May 27, Al Cano from guifi.net visits the DeltaLibre network, to learn what we are doing with "those ridiculously cheap routers" and in return share with us all the invaluable experience of guifi.net, describing the big picture of how they became a exponentially growing free network.
Jun 14, Presented a lengthy proposal for a FRIDA grant.
Jun 26, Osiux is (again!) invited and sponsored to go to Colombia, giving a crowded room another talk on Libre Networks and Internet access at CampusParty Bogota.
Jun 29, QuintanaLibre sets up a long-shot link (16km) to a nearby bigger town, bringing to the small village of Quintana more bandwidth than the sum of all local WISPs operators.
July 3, GuiIribarren debugged and reported a bad interaction in batman-adv between gw_mode and the recently introduced BLAII; a thankful Simon replied promptly with a patch.
July 5, An annoying bug on OpenWRT ($PATH broken on non-interactive ssh sessions) prompts a patch for dropbear, a definitely trivial contribution in itself, but that served as a first-hand experience and a good minimal example about the inner workings of community driven developments such as OpenWRT.

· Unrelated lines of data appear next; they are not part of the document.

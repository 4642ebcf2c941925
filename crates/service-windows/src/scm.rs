//! Service Control Manager backend.

use std::ffi::{OsStr, OsString};
use std::path::PathBuf;

use tracing::{info, warn};
use windows_service::service::{
    Service as ScmService, ServiceAccess, ServiceConfig, ServiceErrorControl, ServiceInfo,
    ServiceStartType, ServiceType,
};
use windows_service::service_manager::{ServiceManager, ServiceManagerAccess};

use service_platform::{Config, Program, Result, Service, ServiceError};

use crate::dispatch;
use crate::eventlog;
use crate::record::{records_match, ServiceRecord, StartType};

pub const PLATFORM: &str = "Windows Service";

const ERROR_SERVICE_DOES_NOT_EXIST: i32 = 1060;

pub struct WindowsService {
    config: Config,
    record: ServiceRecord,
}

impl WindowsService {
    pub fn new(config: Config) -> Result<Self> {
        let config = config.resolved()?;
        let record = ServiceRecord::render(&config)?;
        Ok(Self { config, record })
    }

    fn connect(&self, access: ServiceManagerAccess) -> Result<ServiceManager> {
        ServiceManager::local_computer(None::<&str>, access)
            .map_err(|e| ServiceError::invocation("OpenSCManager", e))
    }

    fn open(&self, manager: &ServiceManager, access: ServiceAccess) -> Result<Option<ScmService>> {
        match manager.open_service(&self.config.name, access) {
            Ok(service) => Ok(Some(service)),
            Err(windows_service::Error::Winapi(e))
                if e.raw_os_error() == Some(ERROR_SERVICE_DOES_NOT_EXIST) =>
            {
                Ok(None)
            }
            Err(e) => Err(ServiceError::invocation(
                format!("OpenService {}", self.config.name),
                e,
            )),
        }
    }

    fn open_installed(&self, access: ServiceAccess) -> Result<ScmService> {
        let manager = self.connect(ServiceManagerAccess::CONNECT)?;
        self.open(&manager, access)?
            .ok_or_else(|| ServiceError::not_installed(&self.config.name))
    }

    fn service_info(&self) -> ServiceInfo {
        ServiceInfo {
            name: OsString::from(&self.config.name),
            display_name: OsString::from(&self.record.display_name),
            service_type: ServiceType::OWN_PROCESS,
            start_type: ServiceStartType::AutoStart,
            error_control: ServiceErrorControl::Normal,
            executable_path: PathBuf::from(&self.record.program),
            launch_arguments: self.record.arguments.iter().map(OsString::from).collect(),
            dependencies: vec![],
            // NULL would leave an existing account untouched on update
            account_name: Some(OsString::from(&self.record.account)),
            account_password: None,
        }
    }

    fn installed_record(installed: &ServiceConfig) -> ServiceRecord {
        let start_type = match installed.start_type {
            ServiceStartType::AutoStart => StartType::Automatic,
            ServiceStartType::OnDemand => StartType::OnDemand,
            ServiceStartType::Disabled => StartType::Disabled,
            _ => StartType::Other,
        };
        ServiceRecord::from_installed(
            installed.display_name.to_string_lossy().into_owned(),
            start_type,
            installed
                .account_name
                .as_ref()
                .map(|a| a.to_string_lossy().into_owned()),
            &installed.executable_path.to_string_lossy(),
        )
    }

    fn finish_create(&self, service: &ScmService) -> Result<()> {
        service
            .set_description(&self.record.description)
            .map_err(|e| ServiceError::invocation("ChangeServiceConfig2 description", e))?;
        eventlog::register_source(&self.config.name)
    }

    fn create(&self, manager: &ServiceManager, access: ServiceAccess) -> Result<()> {
        info!(
            "creating service {}: {}",
            self.config.name,
            self.record.command_line()
        );
        let service = manager
            .create_service(&self.service_info(), access)
            .map_err(|e| ServiceError::invocation("CreateService", e))?;

        if let Err(e) = self.finish_create(&service) {
            warn!("removing partially created service {}: {}", self.config.name, e);
            if let Err(del) = service.delete() {
                warn!("failed to delete service {}: {}", self.config.name, del);
            }
            return Err(e);
        }

        service
            .start(&[] as &[&OsStr])
            .map_err(|e| ServiceError::invocation(format!("StartService {}", self.config.name), e))
    }
}

impl Service for WindowsService {
    fn name(&self) -> &str {
        &self.config.name
    }

    fn start(&self) -> Result<()> {
        info!("starting service: {}", self.config.name);
        self.open_installed(ServiceAccess::START)?
            .start(&[] as &[&OsStr])
            .map_err(|e| ServiceError::invocation(format!("StartService {}", self.config.name), e))
    }

    fn stop(&self) -> Result<()> {
        info!("stopping service: {}", self.config.name);
        self.open_installed(ServiceAccess::STOP)?
            .stop()
            .map(|_| ())
            .map_err(|e| ServiceError::invocation(format!("ControlService {}", self.config.name), e))
    }

    fn install_or_update_required(&self) -> Result<bool> {
        let manager = self.connect(ServiceManagerAccess::CONNECT)?;
        let Some(service) = self.open(&manager, ServiceAccess::QUERY_CONFIG)? else {
            return Ok(true);
        };
        let installed = service
            .query_config()
            .map_err(|e| ServiceError::invocation("QueryServiceConfig", e))?;
        Ok(!records_match(&self.record, &Self::installed_record(&installed)))
    }

    fn install_or_update(&self) -> Result<bool> {
        let manager =
            self.connect(ServiceManagerAccess::CONNECT | ServiceManagerAccess::CREATE_SERVICE)?;
        let access = ServiceAccess::QUERY_CONFIG
            | ServiceAccess::CHANGE_CONFIG
            | ServiceAccess::START
            | ServiceAccess::DELETE;

        let Some(service) = self.open(&manager, access)? else {
            self.create(&manager, access)?;
            info!("service installed: {}", self.config.name);
            return Ok(true);
        };

        let installed = service
            .query_config()
            .map_err(|e| ServiceError::invocation("QueryServiceConfig", e))?;
        if records_match(&self.record, &Self::installed_record(&installed)) {
            return Ok(false);
        }

        info!("updating service {}", self.config.name);
        service
            .change_config(&self.service_info())
            .map_err(|e| ServiceError::invocation("ChangeServiceConfig", e))?;
        service
            .set_description(&self.record.description)
            .map_err(|e| ServiceError::invocation("ChangeServiceConfig2 description", e))?;
        Ok(true)
    }

    fn uninstall(&self) -> Result<()> {
        info!("uninstalling service: {}", self.config.name);
        self.open_installed(ServiceAccess::DELETE)?
            .delete()
            .map_err(|e| ServiceError::invocation("DeleteService", e))?;
        eventlog::remove_source(&self.config.name)?;
        info!("service uninstalled: {}", self.config.name);
        Ok(())
    }

    fn run(&self, program: Box<dyn Program>) -> Result<()> {
        dispatch::run(&self.config.name, program)
    }
}
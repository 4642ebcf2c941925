//! Heartbeat program hosted by `nativesvc run`.

use std::sync::atomic::{AtomicU64, Ordering};
use std::sync::Arc;
use std::time::Duration;

use anyhow::{Context, Result};
use tokio::runtime::Runtime;
use tokio::sync::oneshot;
use tracing::info;

use service_core::Program;

const DEFAULT_INTERVAL: Duration = Duration::from_secs(30);
const SHUTDOWN_TIMEOUT: Duration = Duration::from_secs(5);

pub struct Heartbeat {
    name: String,
    interval: Duration,
    beats: Arc<AtomicU64>,
    runtime: Option<Runtime>,
    shutdown: Option<oneshot::Sender<()>>,
}

impl Heartbeat {
    pub fn new(name: impl Into<String>) -> Self {
        Self {
            name: name.into(),
            interval: DEFAULT_INTERVAL,
            beats: Arc::new(AtomicU64::new(0)),
            runtime: None,
            shutdown: None,
        }
    }

    #[cfg(test)]
    fn with_interval(mut self, interval: Duration) -> Self {
        self.interval = interval;
        self
    }

    pub fn beats(&self) -> u64 {
        self.beats.load(Ordering::Relaxed)
    }
}

impl Program for Heartbeat {
    fn start(&mut self) -> Result<()> {
        if self.runtime.is_some() {
            anyhow::bail!("heartbeat for {} is already running", self.name);
        }

        let runtime = tokio::runtime::Builder::new_multi_thread()
            .worker_threads(1)
            .thread_name("nativesvc-heartbeat")
            .enable_all()
            .build()
            .context("failed to build tokio runtime")?;

        let (tx, rx) = oneshot::channel();
        runtime.spawn(beat(
            self.name.clone(),
            self.interval,
            Arc::clone(&self.beats),
            rx,
        ));

        info!("heartbeat for {} started (every {:?})", self.name, self.interval);
        self.runtime = Some(runtime);
        self.shutdown = Some(tx);
        Ok(())
    }

    fn stop(&mut self) -> Result<()> {
        let runtime = self
            .runtime
            .take()
            .with_context(|| format!("heartbeat for {} was never started", self.name))?;
        if let Some(tx) = self.shutdown.take() {
            let _ = tx.send(());
        }
        runtime.shutdown_timeout(SHUTDOWN_TIMEOUT);
        info!("heartbeat for {} stopped after {} beats", self.name, self.beats());
        Ok(())
    }
}

async fn beat(
    name: String,
    period: Duration,
    beats: Arc<AtomicU64>,
    mut shutdown: oneshot::Receiver<()>,
) {
    let mut ticker = tokio::time::interval(period);
    loop {
        tokio::select! {
            _ = ticker.tick() => {
                let n = beats.fetch_add(1, Ordering::Relaxed) + 1;
                info!("{} heartbeat #{}", name, n);
            }
            _ = &mut shutdown => break,
        }
    }
}
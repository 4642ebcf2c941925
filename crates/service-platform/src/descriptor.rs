//! File-backed descriptor reconciliation (launchd plists, systemd units).
//!
//! New content is staged next to the canonical path, handed to root, then
//! renamed into place so the canonical path never holds a partial file.

use std::io::Write;
use std::path::{Path, PathBuf};

use tempfile::NamedTempFile;
use tracing::{debug, info, warn};

use crate::error::{Result, ServiceError};
use crate::invoke::Invoker;

/// Outcome of applying a rendered descriptor.
#[derive(Debug, Clone, Copy, PartialEq, Eq)]
pub enum Applied {
    Unchanged,
    Created,
    Updated,
}

impl Applied {
    pub fn changed(self) -> bool {
        self != Applied::Unchanged
    }
}

/// `true` when nothing is installed or the installed bytes differ.
pub fn needs_change(installed: Option<&[u8]>, rendered: &[u8]) -> bool {
    installed != Some(rendered)
}

pub struct DescriptorFile {
    path: PathBuf,
}

impl DescriptorFile {
    pub fn new(path: impl Into<PathBuf>) -> Self {
        Self { path: path.into() }
    }

    pub fn path(&self) -> &Path {
        &self.path
    }

    pub fn exists(&self) -> Result<bool> {
        Ok(self.read_installed()?.is_some())
    }

    /// Current descriptor bytes, or `None` if nothing is installed.
    pub fn read_installed(&self) -> Result<Option<Vec<u8>>> {
        match std::fs::read(&self.path) {
            Ok(bytes) => Ok(Some(bytes)),
            Err(e) if e.kind() == std::io::ErrorKind::NotFound => Ok(None),
            Err(e) => Err(ServiceError::reconcile("read installed descriptor", &self.path, e)),
        }
    }

    /// Put `rendered` in place and let `notify` tell the service manager.
    ///
    /// `notify` receives the previously installed bytes. If it fails, the
    /// previous descriptor is restored (or the new one removed) and
    /// `restore` is called with the same bytes so the manager can pick the
    /// old state back up. The `notify` error is returned either way.
    pub fn apply<F, R>(
        &self,
        rendered: &[u8],
        invoker: &dyn Invoker,
        notify: F,
        restore: R,
    ) -> Result<Applied>
    where
        F: FnOnce(Option<&[u8]>) -> Result<()>,
        R: FnOnce(Option<&[u8]>) -> Result<()>,
    {
        let installed = self.read_installed()?;
        if !needs_change(installed.as_deref(), rendered) {
            debug!("descriptor {} is up to date", self.path.display());
            return Ok(Applied::Unchanged);
        }

        match &installed {
            Some(_) => info!("descriptor {} differs, replacing", self.path.display()),
            None => info!("no descriptor at {}, creating", self.path.display()),
        }

        let staged = self.stage(rendered)?;
        invoker
            .chown_root(staged.path())
            .map_err(|e| ServiceError::reconcile("chown", staged.path(), e))?;
        staged
            .persist(&self.path)
            .map_err(|e| ServiceError::reconcile("rename", &self.path, e.error))?;

        if let Err(e) = notify(installed.as_deref()) {
            if self.roll_back(installed.as_deref(), invoker) {
                if let Err(re) = restore(installed.as_deref()) {
                    warn!("failed to reload previous state for {}: {}", self.path.display(), re);
                }
            }
            return Err(ServiceError::reconcile("load", &self.path, e));
        }

        Ok(if installed.is_some() {
            Applied::Updated
        } else {
            Applied::Created
        })
    }

    pub fn remove(&self) -> Result<()> {
        std::fs::remove_file(&self.path)
            .map_err(|e| ServiceError::reconcile("remove descriptor", &self.path, e))
    }

    fn stage(&self, contents: &[u8]) -> Result<NamedTempFile> {
        let dir = self.path.parent().unwrap_or_else(|| Path::new("."));
        let target = self.path.display();

        std::fs::create_dir_all(dir).map_err(|e| {
            ServiceError::render(&target, format!("cannot create {}: {}", dir.display(), e))
        })?;

        let mut staged = tempfile::Builder::new()
            .prefix(".staged-")
            .tempfile_in(dir)
            .map_err(|e| ServiceError::render(&target, format!("cannot create temp file: {}", e)))?;
        staged
            .write_all(contents)
            .and_then(|_| staged.as_file().sync_all())
            .map_err(|e| ServiceError::render(&target, format!("cannot write temp file: {}", e)))?;

        #[cfg(unix)]
        {
            use std::os::unix::fs::PermissionsExt;
            std::fs::set_permissions(staged.path(), std::fs::Permissions::from_mode(0o644))
                .map_err(|e| ServiceError::render(&target, format!("cannot chmod temp file: {}", e)))?;
        }

        Ok(staged)
    }

    fn roll_back(&self, previous: Option<&[u8]>, invoker: &dyn Invoker) -> bool {
        let restored = match previous {
            Some(bytes) => self.stage(bytes).and_then(|staged| {
                invoker
                    .chown_root(staged.path())
                    .map_err(|e| ServiceError::reconcile("chown", staged.path(), e))?;
                staged
                    .persist(&self.path)
                    .map(|_| ())
                    .map_err(|e| ServiceError::reconcile("rename", &self.path, e.error))
            }),
            None => self.remove(),
        };

        match restored {
            Ok(()) => {
                info!("restored previous descriptor at {}", self.path.display());
                true
            }
            Err(e) => {
                warn!("failed to restore descriptor at {}: {}", self.path.display(), e);
                false
            }
        }
    }
}

#[cfg(test)]
mod tests {
    use super::*;
    use std::process::ExitStatus;
    use std::sync::Mutex;

    #[derive(Default)]
    struct Owner {
        chowned: Mutex<Vec<(PathBuf, Vec<u8>)>>,
    }

    impl Invoker for Owner {
        fn run_privileged(&self, program: &str, _args: &[&str]) -> Result<ExitStatus> {
            Err(ServiceError::invocation(program, "not expected in this test"))
        }

        fn chown_root(&self, path: &Path) -> std::io::Result<()> {
            let contents = std::fs::read(path)?;
            self.chowned.lock().unwrap().push((path.to_path_buf(), contents));
            Ok(())
        }
    }

    #[test]
    fn test_needs_change() {
        assert!(needs_change(None, b"a"));
        assert!(needs_change(Some(b"a"), b"b"));
        assert!(!needs_change(Some(b"a"), b"a"));
    }

    #[test]
    fn test_create_then_unchanged_then_update() {
        let dir = tempfile::tempdir().unwrap();
        let file = DescriptorFile::new(dir.path().join("demo.plist"));
        let owner = Owner::default();

        let applied = file.apply(
            b"v1",
            &owner,
            |prev| {
                assert!(prev.is_none());
                Ok(())
            },
            |_| panic!("no rollback expected"),
        );
        assert_eq!(applied.unwrap(), Applied::Created);
        assert_eq!(file.read_installed().unwrap().unwrap(), b"v1");

        let applied = file.apply(b"v1", &owner, |_| panic!("no reload expected"), |_| Ok(()));
        assert_eq!(applied.unwrap(), Applied::Unchanged);

        let applied = file.apply(
            b"v2",
            &owner,
            |prev| {
                assert_eq!(prev, Some(&b"v1"[..]));
                Ok(())
            },
            |_| panic!("no rollback expected"),
        );
        assert_eq!(applied.unwrap(), Applied::Updated);
        assert_eq!(std::fs::read(file.path()).unwrap(), b"v2");
    }

    #[test]
    fn test_ownership_changes_on_finished_staged_file() {
        let dir = tempfile::tempdir().unwrap();
        let file = DescriptorFile::new(dir.path().join("demo.service"));
        let owner = Owner::default();

        file.apply(b"[Unit]\n", &owner, |_| Ok(()), |_| Ok(())).unwrap();

        let chowned = owner.chowned.lock().unwrap();
        assert_eq!(chowned.len(), 1);
        assert_ne!(chowned[0].0, file.path());
        assert_eq!(chowned[0].1, b"[Unit]\n");
    }

    #[test]
    fn test_failed_load_restores_previous() {
        let dir = tempfile::tempdir().unwrap();
        let file = DescriptorFile::new(dir.path().join("demo.plist"));
        let owner = Owner::default();
        file.apply(b"old", &owner, |_| Ok(()), |_| Ok(())).unwrap();

        let mut restored_with = None;
        let err = file
            .apply(
                b"new",
                &owner,
                |_| Err(ServiceError::invocation("launchctl load", "exit code 5")),
                |prev| {
                    restored_with = prev.map(<[u8]>::to_vec);
                    assert_eq!(std::fs::read(file.path()).unwrap(), b"old");
                    Ok(())
                },
            )
            .unwrap_err();

        assert!(matches!(err, ServiceError::Reconcile { op: "load", .. }));
        assert_eq!(std::fs::read(file.path()).unwrap(), b"old");
        assert_eq!(restored_with.as_deref(), Some(&b"old"[..]));
    }

    #[test]
    fn test_failed_first_load_leaves_nothing() {
        let dir = tempfile::tempdir().unwrap();
        let file = DescriptorFile::new(dir.path().join("demo.plist"));

        let mut restore_called = false;
        let result = file.apply(
            b"new",
            &Owner::default(),
            |_| Err(ServiceError::invocation("launchctl load", "exit code 5")),
            |prev| {
                assert!(prev.is_none());
                restore_called = true;
                Ok(())
            },
        );

        assert!(result.is_err());
        assert!(restore_called);
        assert!(!file.exists().unwrap());
        assert_eq!(std::fs::read_dir(dir.path()).unwrap().count(), 0);
    }

    #[test]
    fn test_failed_chown_keeps_canonical_path_untouched() {
        struct Denied;
        impl Invoker for Denied {
            fn run_privileged(&self, program: &str, _args: &[&str]) -> Result<ExitStatus> {
                Err(ServiceError::invocation(program, "unexpected"))
            }
            fn chown_root(&self, _path: &Path) -> std::io::Result<()> {
                Err(std::io::Error::from(std::io::ErrorKind::PermissionDenied))
            }
        }

        let dir = tempfile::tempdir().unwrap();
        let file = DescriptorFile::new(dir.path().join("demo.plist"));
        std::fs::write(file.path(), b"old").unwrap();

        let err = file
            .apply(b"new", &Denied, |_| Ok(()), |_| Ok(()))
            .unwrap_err();
        assert!(matches!(err, ServiceError::Reconcile { op: "chown", .. }));
        assert_eq!(std::fs::read(file.path()).unwrap(), b"old");
        assert_eq!(std::fs::read_dir(dir.path()).unwrap().count(), 1);
    }

    #[test]
    fn test_creates_missing_parent_directory() {
        let dir = tempfile::tempdir().unwrap();
        let file = DescriptorFile::new(dir.path().join("LaunchAgents").join("demo.plist"));
        let applied = file
            .apply(b"x", &Owner::default(), |_| Ok(()), |_| Ok(()))
            .unwrap();
        assert_eq!(applied, Applied::Created);
    }

    #[test]
    fn test_remove_missing_file_is_error() {
        let dir = tempfile::tempdir().unwrap();
        let file = DescriptorFile::new(dir.path().join("demo.plist"));
        assert!(file.remove().is_err());
    }
}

July 22, NicoEchaniz uncovers a regression on batman-adv gw_mode. Both Gui and Nico are noted as rigorous testers in batman-adv-2012.3.0 release announcement.
Aug 11, Soon after migrating from radvd to dnsmasq 2.62 for RAs, IPv6 traffic started behaving strange in DeltaLibre. A tcpdump revealed a simple devel’s oversight of a pretty significant bit, begging for a one-liner patch = another trivial contribution to the free software world, fix included in dnsmasq 2.63.
Sep 14, A Delta inhabitant, Sebastian Pisani publishes a CC-by-sa music release, named after DeltaLibre, recorded entirely with free software, and uploaded to the Internet from the heart of an island, thanks to the connectivity provided by the local Libre Network.
Sep 19, Sponsored by LibreBus, three workshops were held in different towns of Cordoba province, explaining the Free Culture movement, how Internet is organized, how are bytes physically carried along it, and the role of Libre Networks in the big picture. Attendants flashed and PoEtized routers, put them into weatherproof enclosures, built USB extenders with UTP cable, and planned the first steps towards beginning a local WCN.
Sep 20, We didn’t win FRIDA. No problem, we concluded we must try a crowdfunding approach, given the social aspects and objectives of the project.